Saxophon wurde wichtigstes Instrument

Die führende Rolle der Trompete oder noch des Kornetts ging an das Saxophon über. Die Tuba, im New-Orleans- und im Chicago-Jazz oft als Bassinstrument benutzt, verschwindet aus der Standardbesetzung zugunsten des Kontrabasses. Neben der Ausbildung dieser Big Bands gewinnt auch der einzelne Solist immer größere Bedeutung, obwohl das scheinbar widersprüchlich klingt. Der Jazz war stets gleichzeitig die Musik eines Kollektivs und die des Individuums. Swing Jazz war die angesagteste und populärste Musik. Er war überall zu hören: im Radio, auf Schallplatten, im Kino und live in Tausenden von Ballsälen und Nachtclubs von Küste zu Küste. Er war das, was wir heute Popkultur nennen würden.

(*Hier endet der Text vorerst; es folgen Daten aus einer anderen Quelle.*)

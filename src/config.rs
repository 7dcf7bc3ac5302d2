//! Filter coefficient profiles.
//!
//! A profile is the host-side, human-friendly description of a
//! configuration frame: floating-point coefficients plus symmetry mode
//! and clock config, typically loaded from a TOML file:
//!
//! ```toml
//! # halfband-ish lowpass
//! coefficients = [0.5, 0.3, 0.0, -0.1, 0.0, 0.05]
//! symmetry = "symmetric"
//! clock_config = 2
//! ```
//!
//! `coefficients[0]` is the center tap; `coefficients[k]` drives the
//! mirrored tap pair at distance `k` from the center.

use std::path::Path;

use serde::{Deserialize, Serialize};

use crate::coeff::{ClockConfig, ConfigFrame, SymmetryMode};
use crate::constants::NUM_COEFFS;
use crate::error::{FirError, Result};
use crate::fixed::Coeff;

/// Floating-point coefficient profile, quantizable to a [`ConfigFrame`].
#[derive(Debug, Clone, Serialize, Deserialize)]
pub struct FilterProfile {
    /// Center tap first, outermost pair last; each in [-1.0, +127/128].
    pub coefficients: [f64; NUM_COEFFS],
    /// Mirroring rule for the second half of the tap set.
    #[serde(default)]
    pub symmetry: SymmetryMode,
    /// Sample-clock divisor/mode bits, passed through to the I/O adapter.
    #[serde(default)]
    pub clock_config: u8,
}

impl FilterProfile {
    /// Load a profile from a TOML file.
    pub fn from_toml_file(path: &Path) -> Result<Self> {
        let text = std::fs::read_to_string(path)?;
        toml::from_str(&text).map_err(|e| FirError::Profile(e.to_string()))
    }

    /// Quantize to SFix<1,7> coefficients.
    ///
    /// # Errors
    /// Returns `FirError::CoefficientRange` for any coefficient outside
    /// the representable range.
    pub fn quantize(&self) -> Result<ConfigFrame> {
        let mut coeffs = [Coeff::ZERO; NUM_COEFFS];
        for (index, (&value, slot)) in self.coefficients.iter().zip(coeffs.iter_mut()).enumerate() {
            *slot = Coeff::try_from_f64(value)
                .ok_or(FirError::CoefficientRange { index, value })?;
        }
        Ok(ConfigFrame {
            coeffs,
            symmetry: self.symmetry,
            clock: ClockConfig::new(self.clock_config),
        })
    }
}

#[cfg(test)]
mod tests {
    use super::*;

    #[test]
    fn test_quantize_profile() {
        let profile = FilterProfile {
            coefficients: [0.5, -0.25, 0.125, 0.0, -1.0, 127.0 / 128.0],
            symmetry: SymmetryMode::Antisymmetric,
            clock_config: 3,
        };
        let frame = profile.quantize().unwrap();
        assert_eq!(frame.coeffs[0].raw(), 64);
        assert_eq!(frame.coeffs[1].raw(), -32);
        assert_eq!(frame.coeffs[4].raw(), i8::MIN);
        assert_eq!(frame.coeffs[5].raw(), i8::MAX);
        assert_eq!(frame.symmetry, SymmetryMode::Antisymmetric);
        assert_eq!(frame.clock.bits(), 3);
    }

    #[test]
    fn test_quantize_rejects_out_of_range() {
        let profile = FilterProfile {
            coefficients: [0.0, 0.0, 1.5, 0.0, 0.0, 0.0],
            symmetry: SymmetryMode::Symmetric,
            clock_config: 0,
        };
        match profile.quantize() {
            Err(FirError::CoefficientRange { index: 2, .. }) => {}
            other => panic!("expected CoefficientRange, got {:?}", other),
        }
    }

    #[test]
    fn test_toml_round_trip() {
        let profile = FilterProfile {
            coefficients: [0.5, 0.3, 0.0, -0.1, 0.0, 0.05],
            symmetry: SymmetryMode::Symmetric,
            clock_config: 2,
        };
        let text = toml::to_string(&profile).unwrap();
        let back: FilterProfile = toml::from_str(&text).unwrap();
        assert_eq!(back.coefficients, profile.coefficients);
        assert_eq!(back.symmetry, profile.symmetry);
        assert_eq!(back.clock_config, profile.clock_config);
    }

    #[test]
    fn test_toml_defaults() {
        let profile: FilterProfile =
            toml::from_str("coefficients = [0.1, 0.0, 0.0, 0.0, 0.0, 0.0]").unwrap();
        assert_eq!(profile.symmetry, SymmetryMode::Symmetric);
        assert_eq!(profile.clock_config, 0);
    }
}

Gegen Ende der 30er-Jahre war aus dem Swing ein gigantisches Geschäft geworden. Immer deutlicher zeichneten sich Tendenzen ab, die zum Abflauen des Swingbooms beitragen sollten. Die Musik, die dem allgemeinen kommerziellen Bedürfnis zu genügen hatte, erstarrte in Klischees. Ein recht jähes Ende fand die Entwicklung dann durch den Eintritt der USA in den Zweiten Weltkrieg. Einberufungen zum Militärdienst machten es immer schwieriger, die großen Ensembles zu halten. Viele Musiker, die ihren Einberufungsbescheid erhielten, mussten durch andere, oft weniger talentierte oder auch unerfahrenere ersetzt werden. Es kommt im Bigband-Jazz zu einer gewissen Verflachung, allzu Anspruchsvolles war nicht mehr gefragt.